Tombola tour...après le compte-rendu, quelques réflexions...
Entre la fête des pères et le vendredi 13 (en ordre inversé, retour oblige) se tenait le concert de Manu Chao à Douai. L’air de rien, cette date représentait très bien la tournée de Manu Chao.
Pourquoi ? parce les chemises de Manu Chao ressemblent à ces cadeaux que confectionnent amoureusement les enfants pour la fête des pères. Manu Chao l’arbore fièrement, peut-être parce qu’il reste toujours un grand enfant...mais croisera-ton beaucoup de personnes avec ce genre de chemise une fois le concert terminé ?
Vendredi 13 parce que c’est souvent synonyme de chance donc grosse cagnotte au loto.
Et la tournée s’appelle : Tombola tour !
Une tombola, comme les lotos de classe de neige qui donnent l’impression d’être interminable ?
Une tombola comme un principe répété à l’infini : piocher des numéros parmi une liste, seul l’ordre change... Un peu comme la set-list du concert de Manu Chao.
Il faut bien le dire, pour ceux qui ont l’habitude de suivre l’actualité de Manu Chao, cette tournée n’apporte rien de nouveau. Déjà son dernier album, la radiolina, ressemblait à une compilation des morceaux qu’il avait l’habitude de jouer en concert mais qui n’étaient parus nulle part, des diverses collaborations qu’il avait faites et se réapproprie la musique, des remix de morceaux qui se trouvent ailleurs. Raining in paradize était nouveau, mais la musique ressemble étrangement à Mr Bobby (rah la magie du recyclage) et la musique revient dans plusieurs autres chansons (le recyclage, pensez-y).
Pourtant, comme un loto, même si on sait à peu près à quoi s’attendre, il y a toujours des milliers voire des millions de joueurs. Il y a quand même, je l’espère, moins de déçus dans les concerts de Manu Chao que dans les joueurs de loto.
Le numéro complémentaire est quand même là, en dernier espoir. Un peu comme la partie « Sibérie m’était contée » qui arrive après trois heures de concert et qui apporte la réelle nouveauté live parmi les quatre précédents concerts.

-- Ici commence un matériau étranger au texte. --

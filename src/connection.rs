//! Connections own the catalog and hand out cursors

use std::cell::{Cell, RefCell};
use std::path::Path;

use tracing::debug;

use crate::catalog::Catalog;
use crate::config::{ConnectionBuilder, ConnectionOptions};
use crate::cursor::Cursor;
use crate::error::{Error, Result};
use crate::executor::{ExecutionOutcome, QueryExecutor};
use crate::parser::parse;
use crate::schema::Schema;
use crate::table::Table;

/// A connection to one catalog.
///
/// Cursors borrow the connection; every cursor sees mutations made through
/// any other cursor immediately.
pub struct Connection {
    catalog: RefCell<Catalog>,
    options: ConnectionOptions,
    closed: Cell<bool>,
}

impl Connection {
    pub(crate) fn new(catalog: Catalog, options: ConnectionOptions) -> Self {
        Self {
            catalog: RefCell::new(catalog),
            options,
            closed: Cell::new(false),
        }
    }

    pub fn builder() -> ConnectionBuilder {
        ConnectionBuilder::new()
    }

    /// Opens a directory of table files with default options
    pub fn open_dir(path: impl AsRef<Path>) -> Result<Self> {
        ConnectionBuilder::new()
            .directory(path.as_ref())
            .connect()
    }

    /// Opens a single table file with default options
    pub fn open_file(path: impl AsRef<Path>) -> Result<Self> {
        ConnectionBuilder::new().file(path.as_ref()).connect()
    }

    pub fn options(&self) -> &ConnectionOptions {
        &self.options
    }

    pub fn is_closed(&self) -> bool {
        self.closed.get()
    }

    /// Returns a new cursor
    pub fn cursor(&self) -> Result<Cursor<'_>> {
        self.check_open()?;
        Ok(Cursor::new(self))
    }

    /// Persists every table
    pub fn commit(&self) -> Result<()> {
        self.check_open()?;
        self.catalog.borrow_mut().commit()
    }

    /// Restores every table to its last committed state
    pub fn rollback(&self) -> Result<()> {
        self.check_open()?;
        self.catalog.borrow_mut().rollback()
    }

    /// Drops all in-memory tables; later calls fail
    pub fn close(&self) {
        if self.closed.replace(true) {
            return;
        }
        self.catalog.borrow_mut().close();
        debug!("connection closed");
    }

    pub fn create_table(&self, name: &str, schema: Schema) -> Result<()> {
        self.check_open()?;
        self.catalog.borrow_mut().create(name, schema)
    }

    pub fn register_table(&self, name: &str, table: Table, schema: Option<&Schema>) -> Result<()> {
        self.check_open()?;
        self.catalog.borrow_mut().register(name, table, schema)
    }

    pub fn table_names(&self) -> Result<Vec<String>> {
        self.check_open()?;
        self.catalog.borrow().table_names()
    }

    pub fn schema(&self, name: &str) -> Option<Schema> {
        self.catalog.borrow().schema(name).cloned()
    }

    /// Parses and executes bound SQL text
    pub(crate) fn run(&self, sql: &str) -> Result<ExecutionOutcome> {
        self.check_open()?;
        let statement = parse(sql)?;
        let mut catalog = self.catalog.borrow_mut();
        QueryExecutor::new(&mut catalog).execute(&statement)
    }

    pub(crate) fn check_open(&self) -> Result<()> {
        if self.closed.get() {
            Err(Error::Interface("Connection is closed".into()))
        } else {
            Ok(())
        }
    }
}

Manu Chao, c’est un peu la française des jeux, on sait bien que l’organisateur est le seul réel gagnant dans l’histoire, mais ça ne l’empêche pas de distiller un peu d’espoir à tous ceux qui viennent participer.
Le pire c’est qu’ils en redemandent (d’ailleurs si quelqu’un a des places pour les arènes de Bayonne, ça m’intéresse aussi, je peux même distribuer des flyers pour annoncer le retour de SKA-P au Zénith de Paris le 19 décembre 2008 s’il faut).